Risk factors for developing a more severe form of this virus include:

  • Conditions that weaken the immune system, such as HIV/AIDS, organ transplants, and recent chemotherapy
  • Older in age or very young
  • Pregnancy
  • West Nile virus may also spreads through blood transfusions and organ transplants. It is possible for an infected mother to spread the virus to her child through breast milk.

Symptoms Of West Nile Virus

Symptoms may occur 1 to 14 days after becoming infected with the disease.

Mild disease, generally called West Nile fever, may cause some or all of the following symptoms:

  • Experiencing abdominal pain
  • Fever, headache, and sore throat
  • A lack of appetite
  • Muscle aches
  • Nausea, vomiting, and diarrhea
  • Rash
  • Swollen lymph nodes
  • These symptoms usually last for 3 to 6 days but may last a month.

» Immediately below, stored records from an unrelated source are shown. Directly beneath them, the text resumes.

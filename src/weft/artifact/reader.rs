//! Artifact decoder
//!
//! Reads the byte layout back into table structures, treating the input as
//! untrusted: every length, index, and tag is bounds-checked, and any
//! malformed content fails with `CorruptArtifact` instead of panicking.
//! Validation order follows the loader contract: header first, then the
//! version window, then the checksum, then the full structural decode.

use std::collections::BTreeMap;

use crate::weft::artifact::checksum::fnv1a64;
use crate::weft::artifact::layout::{
    ACTION_ACCEPT, ACTION_REDUCE, ACTION_SHIFT, ASSOC_LEFT, ASSOC_NONASSOC, ASSOC_NONE,
    ASSOC_RIGHT, FLAG_HIDDEN, FLAG_SKIP, FORMAT_VERSION, HEADER_LEN, KIND_EOF, KIND_EXTERNAL,
    KIND_LITERAL, KIND_NONTERMINAL, KIND_PATTERN, MIN_SUPPORTED_VERSION,
};
use crate::weft::artifact::LoadError;
use crate::weft::grammar::{Assoc, Precedence, Production, Symbol, SymbolId, SymbolKind};
use crate::weft::tables::Action;

/// Fully decoded artifact contents, not yet wrapped in a handle
#[derive(Debug)]
pub(crate) struct DecodedArtifact {
    pub version: u32,
    pub name: String,
    pub glr: bool,
    pub start: SymbolId,
    pub terminal_count: u32,
    pub symbols: Vec<Symbol>,
    pub productions: Vec<Production>,
    pub actions: Vec<BTreeMap<SymbolId, Vec<Action>>>,
    pub gotos: Vec<BTreeMap<SymbolId, u32>>,
}

pub(crate) fn decode(bytes: &[u8]) -> Result<DecodedArtifact, LoadError> {
    if bytes.len() < HEADER_LEN {
        return Err(LoadError::corrupt(format!(
            "artifact is {} byte(s), too short to hold a header",
            bytes.len()
        )));
    }

    let version = read_header_u32(bytes, 0);
    if !(MIN_SUPPORTED_VERSION..=FORMAT_VERSION).contains(&version) {
        return Err(LoadError::IncompatibleVersion {
            found: version,
            min: MIN_SUPPORTED_VERSION,
            max: FORMAT_VERSION,
        });
    }

    let state_count = read_header_u32(bytes, 4);
    let symbol_count = read_header_u32(bytes, 8);
    let stored_checksum = u64::from_le_bytes(
        bytes[12..20].try_into().unwrap_or([0; 8]),
    );
    let body = &bytes[HEADER_LEN..];
    if fnv1a64(body) != stored_checksum {
        return Err(LoadError::corrupt("checksum mismatch over table bytes"));
    }

    let mut reader = Reader { bytes: body, pos: 0 };

    // state section
    let name = reader.read_string()?;
    let start = reader.read_u32()?;
    let glr = reader.read_u8()? != 0;

    let production_count = reader.read_u32()?;
    let mut productions = Vec::new();
    for _ in 0..production_count {
        let lhs = reader.read_u32()?;
        let rule_index = reader.read_u32()?;
        let has_prec = reader.read_u8()?;
        let level = reader.read_u32()?;
        let assoc_tag = reader.read_u8()?;
        let prec = match has_prec {
            0 => None,
            1 => Some(Precedence {
                level,
                assoc: match assoc_tag {
                    ASSOC_NONE => None,
                    ASSOC_LEFT => Some(Assoc::Left),
                    ASSOC_RIGHT => Some(Assoc::Right),
                    ASSOC_NONASSOC => Some(Assoc::NonAssoc),
                    other => {
                        return Err(LoadError::corrupt(format!(
                            "unknown associativity tag {}",
                            other
                        )))
                    }
                },
            }),
            other => {
                return Err(LoadError::corrupt(format!(
                    "unknown precedence flag {}",
                    other
                )))
            }
        };
        let rhs_len = reader.read_u32()?;
        let mut rhs = Vec::new();
        for _ in 0..rhs_len {
            rhs.push(reader.read_u32()?);
        }
        productions.push(Production {
            lhs,
            rhs,
            rule_index,
            prec,
        });
    }

    let mut actions = Vec::new();
    let mut gotos = Vec::new();
    for _ in 0..state_count {
        let mut action_row = BTreeMap::new();
        let entry_count = reader.read_u32()?;
        for _ in 0..entry_count {
            let terminal = reader.read_u32()?;
            let action_count = reader.read_u8()?;
            if action_count == 0 {
                return Err(LoadError::corrupt("empty action cell"));
            }
            let mut cell = Vec::new();
            for _ in 0..action_count {
                let tag = reader.read_u8()?;
                let payload = reader.read_u32()?;
                cell.push(match tag {
                    ACTION_SHIFT => Action::Shift(payload),
                    ACTION_REDUCE => Action::Reduce(payload),
                    ACTION_ACCEPT => Action::Accept,
                    other => {
                        return Err(LoadError::corrupt(format!("unknown action tag {}", other)))
                    }
                });
            }
            action_row.insert(terminal, cell);
        }
        let goto_count = reader.read_u32()?;
        let mut goto_row = BTreeMap::new();
        for _ in 0..goto_count {
            let non_terminal = reader.read_u32()?;
            let target = reader.read_u32()?;
            goto_row.insert(non_terminal, target);
        }
        actions.push(action_row);
        gotos.push(goto_row);
    }

    // symbol section
    let terminal_count = reader.read_u32()?;
    let mut symbols = Vec::new();
    for _ in 0..symbol_count {
        let symbol_name = reader.read_string()?;
        let kind_tag = reader.read_u8()?;
        let flags = reader.read_u8()?;
        let payload = reader.read_string()?;
        let kind = match kind_tag {
            KIND_EOF => SymbolKind::Eof,
            KIND_LITERAL => SymbolKind::Literal(payload),
            KIND_PATTERN => SymbolKind::Pattern(payload),
            KIND_EXTERNAL => SymbolKind::External,
            KIND_NONTERMINAL => SymbolKind::NonTerminal,
            other => {
                return Err(LoadError::corrupt(format!("unknown symbol kind {}", other)))
            }
        };
        symbols.push(Symbol {
            name: symbol_name,
            kind,
            hidden: flags & FLAG_HIDDEN != 0,
            skip: flags & FLAG_SKIP != 0,
        });
    }

    if reader.pos != body.len() {
        return Err(LoadError::corrupt("trailing bytes after symbol section"));
    }

    let decoded = DecodedArtifact {
        version,
        name,
        glr,
        start,
        terminal_count,
        symbols,
        productions,
        actions,
        gotos,
    };
    validate(&decoded, state_count, symbol_count)?;
    Ok(decoded)
}

/// Structural validation: every index must land inside the tables it refers
/// to, and the symbol space must be partitioned terminals-first.
fn validate(
    decoded: &DecodedArtifact,
    state_count: u32,
    symbol_count: u32,
) -> Result<(), LoadError> {
    let terminal_count = decoded.terminal_count;
    if state_count == 0 {
        return Err(LoadError::corrupt("artifact has no automaton states"));
    }
    if terminal_count > symbol_count {
        return Err(LoadError::corrupt("terminal count exceeds symbol count"));
    }
    if decoded.symbols.first().map(|s| &s.kind) != Some(&SymbolKind::Eof) {
        return Err(LoadError::corrupt("symbol 0 is not the end-of-input marker"));
    }
    for (index, symbol) in decoded.symbols.iter().enumerate() {
        let is_terminal_slot = (index as u32) < terminal_count;
        if is_terminal_slot == matches!(symbol.kind, SymbolKind::NonTerminal) {
            return Err(LoadError::corrupt(format!(
                "symbol {} is on the wrong side of the terminal partition",
                index
            )));
        }
    }

    let in_symbols = |id: SymbolId| id < symbol_count;
    let is_non_terminal = |id: SymbolId| id >= terminal_count && id < symbol_count;

    if !is_non_terminal(decoded.start) {
        return Err(LoadError::corrupt("start symbol is not a non-terminal"));
    }

    for (index, production) in decoded.productions.iter().enumerate() {
        if !is_non_terminal(production.lhs) {
            return Err(LoadError::corrupt(format!(
                "production {} has a terminal left-hand side",
                index
            )));
        }
        if production.rhs.iter().any(|&s| !in_symbols(s)) {
            return Err(LoadError::corrupt(format!(
                "production {} references an unknown symbol",
                index
            )));
        }
    }

    let production_count = decoded.productions.len() as u32;
    for (state, (action_row, goto_row)) in
        decoded.actions.iter().zip(&decoded.gotos).enumerate()
    {
        for (&terminal, cell) in action_row {
            if terminal >= terminal_count {
                return Err(LoadError::corrupt(format!(
                    "state {} has an action on a non-terminal",
                    state
                )));
            }
            for action in cell {
                match action {
                    Action::Shift(target) if *target >= state_count => {
                        return Err(LoadError::corrupt(format!(
                            "state {} shifts to unknown state {}",
                            state, target
                        )));
                    }
                    Action::Reduce(production) if *production >= production_count => {
                        return Err(LoadError::corrupt(format!(
                            "state {} reduces by unknown production {}",
                            state, production
                        )));
                    }
                    _ => {}
                }
            }
        }
        for (&non_terminal, &target) in goto_row {
            if !is_non_terminal(non_terminal) || target >= state_count {
                return Err(LoadError::corrupt(format!(
                    "state {} has an invalid goto entry",
                    state
                )));
            }
        }
    }

    Ok(())
}

fn read_header_u32(bytes: &[u8], offset: usize) -> u32 {
    u32::from_le_bytes(bytes[offset..offset + 4].try_into().unwrap_or([0; 4]))
}

struct Reader<'a> {
    bytes: &'a [u8],
    pos: usize,
}

impl<'a> Reader<'a> {
    fn take(&mut self, len: usize) -> Result<&'a [u8], LoadError> {
        let end = self
            .pos
            .checked_add(len)
            .filter(|&end| end <= self.bytes.len())
            .ok_or_else(|| LoadError::corrupt("unexpected end of artifact"))?;
        let slice = &self.bytes[self.pos..end];
        self.pos = end;
        Ok(slice)
    }

    fn read_u8(&mut self) -> Result<u8, LoadError> {
        Ok(self.take(1)?[0])
    }

    fn read_u32(&mut self) -> Result<u32, LoadError> {
        let slice = self.take(4)?;
        Ok(u32::from_le_bytes(slice.try_into().unwrap_or([0; 4])))
    }

    fn read_string(&mut self) -> Result<String, LoadError> {
        let len = self.read_u32()? as usize;
        let slice = self.take(len)?;
        String::from_utf8(slice.to_vec())
            .map_err(|_| LoadError::corrupt("string is not valid UTF-8"))
    }
}

#[cfg(test)]
mod tests {
    use super::*;
    use crate::weft::artifact::encode;
    use crate::weft::grammar::{build_ir, GrammarDescription};
    use crate::weft::tables::compile_tables;

    fn sample_bytes() -> Vec<u8> {
        let ir = build_ir(
            &GrammarDescription::from_dsl("token x = \"x\"\nrule s = x").unwrap(),
        )
        .unwrap();
        let (table, _) = compile_tables(&ir).unwrap();
        encode(&ir, &table).into_bytes()
    }

    #[test]
    fn test_round_trip_preserves_tables() {
        let bytes = sample_bytes();
        let decoded = decode(&bytes).unwrap();
        assert_eq!(decoded.version, FORMAT_VERSION);
        assert_eq!(decoded.actions.len(), decoded.gotos.len());
        assert!(decoded.symbols.iter().any(|s| s.name == "s"));
    }

    #[test]
    fn test_zero_byte_artifact_is_corrupt() {
        match decode(&[]) {
            Err(LoadError::CorruptArtifact { .. }) => {}
            other => panic!("expected CorruptArtifact, got {other:?}"),
        }
    }

    #[test]
    fn test_body_tamper_is_detected() {
        let mut bytes = sample_bytes();
        let last = bytes.len() - 1;
        bytes[last] ^= 0xff;
        match decode(&bytes) {
            Err(LoadError::CorruptArtifact { reason }) => {
                assert!(reason.contains("checksum"));
            }
            other => panic!("expected CorruptArtifact, got {other:?}"),
        }
    }

    #[test]
    fn test_future_version_is_incompatible() {
        let mut bytes = sample_bytes();
        bytes[0..4].copy_from_slice(&99u32.to_le_bytes());
        match decode(&bytes) {
            Err(LoadError::IncompatibleVersion { found, min, max }) => {
                assert_eq!(found, 99);
                assert_eq!(min, MIN_SUPPORTED_VERSION);
                assert_eq!(max, FORMAT_VERSION);
            }
            other => panic!("expected IncompatibleVersion, got {other:?}"),
        }
    }
}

More severe forms of the disease go by the name West Nile encephalitis or West Nile meningitis. This depends on what part of the body is affected.

The following symptoms can occur, and need prompt attention:

  • Confusion or change in ability to think clearly
  • Loss of consciousness or coma
  • Muscle weakness
  • A stiff neck
  • Weakness of one arm or leg

Exams & Tests

Signs of this viral infection are similar to those of other viral infections. At times, there may be no specific findings on a physical examination. Roughly one-half of people with West Nile virus infection may have a rash.

Diagnostic tests include:

  • Blood test or a spinal tap to check for antibodies against the virus
  • Head CT scan
  • Head MRI scan

Treatment Of West Nile Virus

This illness is not caused by bacteria. As a result, antibiotics do not treat West Nile virus infection. In severe illnesses, supportive care may help decrease the risk of developing complications.